Até então, o time era o nono colocado do Nacional, com uma vitória e três empates, e sofria pressão. Mas a história, como se sabe, mudou depois da saída de Cueva para a Copa do Mundo e a transferência para o Krasnodar. Apesar dos números consistentes, a passagem do estrangeiro ficou marcada por problemas disciplinares - por isso, entrou em atrito com o diretor executivo de futebol, Raí, no início deste ano.
Tal postura do dirigente serviu para mostrar para os demais jogadores que o departamento agora contava com um líder, que estava pronto para contribuir com a equipe mas não aceitaria os desmandos de um atleta. O treinador, na época Dorival Júnior, também ganhou respaldo para tomar decisões. Com a chegada de Aguirre, em março, esse conceito de hierarquia passou a ser ainda mais forte dentro do elenco.
Com o aval da diretoria, o uruguaio nunca teve problemas para impor a sua metodologia ou para deixar um jogador fora de uma lista de relacionados para uma partida. Foi assim, por exemplo, com Diego Souza no primeiro confronto com o Rosario Central, pela Copa Sul-Americana, na Argentina.

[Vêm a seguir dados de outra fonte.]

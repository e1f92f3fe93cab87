use std::sync::Arc;

use crate::cache::ContextResolver;
use crate::cache::StaticContextResolver;
use crate::json_ext::Object;

/// The permission checked to fill the `bypass field security` global.
pub const BYPASS_FIELD_SECURITY_PERMISSION: &str = "bypass graphql field security";

/// Answers permission checks for the current caller.
pub trait Permissions: Send + Sync {
    fn has_permission(&self, permission: &str) -> bool;
}

impl<F> Permissions for F
where
    F: Fn(&str) -> bool + Send + Sync,
{
    fn has_permission(&self, permission: &str) -> bool {
        self(permission)
    }
}

/// Per-request collaborators: how cache contexts resolve for this caller, what
/// they may do, and the globals shared by every operation of the request.
#[derive(Clone)]
pub struct RequestScope {
    context_resolver: Arc<dyn ContextResolver>,
    permissions: Arc<dyn Permissions>,
    globals: Object,
}

impl RequestScope {
    pub fn new(context_resolver: impl ContextResolver + 'static) -> Self {
        Self {
            context_resolver: Arc::new(context_resolver),
            permissions: Arc::new(|_: &str| false),
            globals: Object::new(),
        }
    }

    pub fn with_permissions(mut self, permissions: impl Permissions + 'static) -> Self {
        self.permissions = Arc::new(permissions);
        self
    }

    /// Extra globals. The processor overwrites the keys it owns.
    pub fn with_globals(mut self, globals: Object) -> Self {
        self.globals = globals;
        self
    }

    pub fn context_resolver(&self) -> &dyn ContextResolver {
        self.context_resolver.as_ref()
    }

    pub fn has_permission(&self, permission: &str) -> bool {
        self.permissions.has_permission(permission)
    }

    pub fn globals(&self) -> &Object {
        &self.globals
    }
}

impl Default for RequestScope {
    fn default() -> Self {
        Self::new(StaticContextResolver::default())
    }
}

impl std::fmt::Debug for RequestScope {
    fn fmt(&self, f: &mut std::fmt::Formatter<'_>) -> std::fmt::Result {
        f.debug_struct("RequestScope")
            .field("globals", &self.globals)
            .finish_non_exhaustive()
    }
}
use std::fmt::Display;

use apollo_compiler::Node;
use apollo_compiler::ast;
use apollo_compiler::parser::Parser;
use apollo_compiler::validation::WithErrors;
use serde::Deserialize;
use serde::Serialize;

use crate::configuration;
use crate::error::OperationError;
use crate::error::ParseErrors;

/// GraphQL operation type.
#[derive(Copy, Clone, Debug, Default, PartialEq, Eq, Hash, Deserialize, Serialize)]
#[serde(rename_all = "camelCase")]
#[non_exhaustive]
pub enum OperationKind {
    #[default]
    Query,
    Mutation,
    Subscription,
}

impl Display for OperationKind {
    fn fmt(&self, f: &mut std::fmt::Formatter<'_>) -> std::fmt::Result {
        write!(f, "{}", self.as_str())
    }
}

impl OperationKind {
    pub const fn as_str(&self) -> &'static str {
        match self {
            OperationKind::Query => "query",
            OperationKind::Mutation => "mutation",
            OperationKind::Subscription => "subscription",
        }
    }
}

impl From<OperationKind> for ast::OperationType {
    fn from(value: OperationKind) -> Self {
        match value {
            OperationKind::Query => ast::OperationType::Query,
            OperationKind::Mutation => ast::OperationType::Mutation,
            OperationKind::Subscription => ast::OperationType::Subscription,
        }
    }
}

impl From<ast::OperationType> for OperationKind {
    fn from(value: ast::OperationType) -> Self {
        match value {
            ast::OperationType::Query => OperationKind::Query,
            ast::OperationType::Mutation => OperationKind::Mutation,
            ast::OperationType::Subscription => OperationKind::Subscription,
        }
    }
}

/// Parse a document without looking at the schema.
pub(crate) fn parse(
    source: &str,
    configuration: &configuration::Parser,
) -> Result<ast::Document, ParseErrors> {
    Parser::new()
        .recursion_limit(configuration.recursion_limit)
        .token_limit(configuration.token_limit)
        .parse_ast(source, "query.graphql")
        .map_err(|WithErrors { errors, .. }| ParseErrors { errors })
}

/// Select the operation a request runs: the named one, or the only one.
pub(crate) fn find_operation<'a>(
    document: &'a ast::Document,
    operation_name: Option<&str>,
) -> Result<&'a Node<ast::OperationDefinition>, OperationError> {
    let mut operations = document.definitions.iter().filter_map(|definition| match definition {
        ast::Definition::OperationDefinition(operation) => Some(operation),
        _ => None,
    });
    match operation_name {
        Some(name) => operations
            .find(|operation| operation.name.as_ref().is_some_and(|n| n.as_str() == name))
            .ok_or_else(|| OperationError::UnknownOperation {
                name: name.to_string(),
            }),
        None => {
            let first = operations.next().ok_or(OperationError::NoOperation)?;
            if operations.next().is_some() {
                return Err(OperationError::AmbiguousOperation);
            }
            Ok(first)
        }
    }
}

Neste começo do trabalho do treinador à frente do São Paulo, Cueva ainda tinha boa imagem com grande parte da torcida, mas a falta de dedicação irritava muita gente dentro do clube. Até mesmo por isso, o fato de ele ir para o banco de reservas fez Aguirre ganhar pontos com os jogadores. Por outro lado, o treinador já havia recebido a sinalização da diretoria de que Cueva provavelmente seria negociado após o Mundial da Rússia.

Com tudo isso em mente, Aguirre passou a utilizar as peças que tinha e deu menos espaço para o peruano. Nenê e Diego Souza deram conta do recado, e com a chegada de Everton a equipe ganhou ainda mais qualidade e pulou para a ponta da tabela do Brasileiro.